Quem diz socialismo, diz federação, ou novamente não diz nada." Proudhon
Proudhon é demasiado importante para ser esquecido, pelo menos pelo movimento libertário. As suas propostas a nível político, social, económico, religioso constituem algumas das perspectivas mais ricas do anarquismo que embora hoje sejam geralmente desconhecidas mesmo ao nível do movimento, foram depois desenvolvidas e postas em prática por homens por demais conhecidos e deram origem a acontecimentos cruciais que largamente ultrapassaram as fronteiras dos países onde tomaram lugar.
Sabendo nós desde há muito tempo da falência do capitalismo (peço desculpa, do liberalismo como mais insistentemente a burguesia o apelida) e tendo bem presente as mudanças que desde 1985 se operaram a Leste e que não podem deixar de ser significativas a todos os níveis, e que foi predito, dito e discutido por Proudhon, ou seja a falência do comunismo de Estado de tipo marxista-leninista, é importante descobrir e/ou redescobrir uma forma de vida para além do capitalismo e do comunismo.
O federalismo proudhoniano apresenta-se-me particularmente fecundo nesse aspecto e o dizer-se que é um pensamento caduco, revela fundamentalmente a meu ver, uma grande dose de oportunismo político, quer dos que se dizem de esquerda ou de direita. Para além do que foi até agora referido é importante também ter presente que tendo lugar a breve trecho eleições autárquicas no nosso país não deixa de ser significativo a apresentação destas reflexões sobre o federalismo visto que, e apesar das deturpações do movimento actual autárquico, as ideias de descentralização, regionalização, partilha de poder pertencem na origem a Proudhon e estão presentes no seu federalismo. Daí a importância deste escrito. Daí a sua (im)pertinência.
A teoria federalista completa a visão proudhoniana da democracia socialista. Toda a sua obra e toda a sua concepção particular de anarquismo tomam sentido nesta concepção socio política geral. Bernard Voyenne sublinha o carácter fundamental da ideia federalista no pensamento de Proudhon: "A ideia federalista sintetiza toda a sociologia política de Proudhon assim como o conjunto dos seus pontos de vista económicos. Do mesmo modo foi com ele que ela tomou lugar entre as grandes doutrinas e permanece nesse nível, principalmente ligada ao seu nome." (1)

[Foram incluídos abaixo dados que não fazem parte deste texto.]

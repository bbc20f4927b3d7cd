// Fire-and-forget writes to the history store.

use crate::domain::{HistoryEvent, HistoryStore};

use std::sync::Arc;
use tracing::warn;

/// Hands events to the store on a background task; callers never wait on
/// persistence and failures are only logged.
#[derive(Clone)]
pub struct HistoryRecorder {
    store: Arc<dyn HistoryStore>,
}

impl HistoryRecorder {
    pub fn new(store: Arc<dyn HistoryStore>) -> Self {
        Self { store }
    }

    pub fn record(&self, event: HistoryEvent) {
        let store = Arc::clone(&self.store);
        tokio::spawn(async move {
            let (local_id, remote_id, kind) = (event.local_id, event.remote_id, event.kind);
            if let Err(e) = store.save(event).await {
                warn!(
                    local_id,
                    remote_id,
                    kind = kind.as_str(),
                    error = %e,
                    "failed to persist history event"
                );
            }
        });
    }
}
// Per-user call state for the signaling handshake.

use super::UserId;

/// Which side of the handshake a busy user is on.
#[derive(Debug, Clone, Copy, PartialEq, Eq)]
pub enum CallRole {
    Initiator,
    Receiver,
}

/// An invite in flight or an accepted call, seen from one participant.
#[derive(Debug, Clone, Copy, PartialEq, Eq)]
pub struct ActiveCall {
    pub role: CallRole,
    pub peer: UserId,
    // Epoch millis of the invite (initiator) or accept (receiver).
    pub started_at: u64,
}

/// A user is either idle or busy with exactly one peer.
///
/// Busy always carries a role and a start time, so "busy without a call"
/// cannot be represented.
#[derive(Debug, Clone, Copy, PartialEq, Eq, Default)]
pub enum CallState {
    #[default]
    Idle,
    Busy(ActiveCall),
}

impl CallState {
    pub fn start(role: CallRole, peer: UserId, started_at: u64) -> Self {
        Self::Busy(ActiveCall {
            role,
            peer,
            started_at,
        })
    }

    pub fn is_busy(&self) -> bool {
        matches!(self, Self::Busy(_))
    }

    pub fn active(&self) -> Option<&ActiveCall> {
        match self {
            Self::Idle => None,
            Self::Busy(call) => Some(call),
        }
    }

    /// True when busy with `peer`, in either role.
    pub fn references(&self, peer: UserId) -> bool {
        self.active().is_some_and(|call| call.peer == peer)
    }

    pub fn is_initiator_of(&self, peer: UserId) -> bool {
        self.active()
            .is_some_and(|call| call.peer == peer && call.role == CallRole::Initiator)
    }

    pub fn is_receiver_of(&self, peer: UserId) -> bool {
        self.active()
            .is_some_and(|call| call.peer == peer && call.role == CallRole::Receiver)
    }

    pub fn reset(&mut self) {
        *self = Self::Idle;
    }
}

Foi sobretudo após a revolução de 1848, após a instauração dum novo estado centralizado sob o imperador Napoleão III, que Proudhon, tomando pela base todo o conjunto da sua teoria política, faz-se o defensor duma concepção federalista generalizada às dimensões da Europa e do mundo. Em 1858, na obra Da Justiça na revolução e na Igreja Proudhon anuncia o princípio do "Federalismo universal." Em 1863, surge a sua grande obra teórica acerca deste tema: Do Princípio Federativo e da Necessidade de reconstituir o Partido da Revolução. É a partir desta altura que Proudhon pensa que esta concepção federalista não faz mais na realidade, que confirmar as suas concepções mutualistas. Aliás é isso que ele nos diz na sua última obra Da Capacidade Política das Classes Operárias: "Desta maneira, transportado para a esfera política, o que chamamos até ao momento mutualismo, toma o nome de Federalismo. Numa simples sinonímia é dada toda a revolução, política e económica." (2)
Proudhon exprime aqui uma dupla intuição, por um lado a continuidade da sua inspiração e por outro a continuidade entre mutualismo económico e federalismo político.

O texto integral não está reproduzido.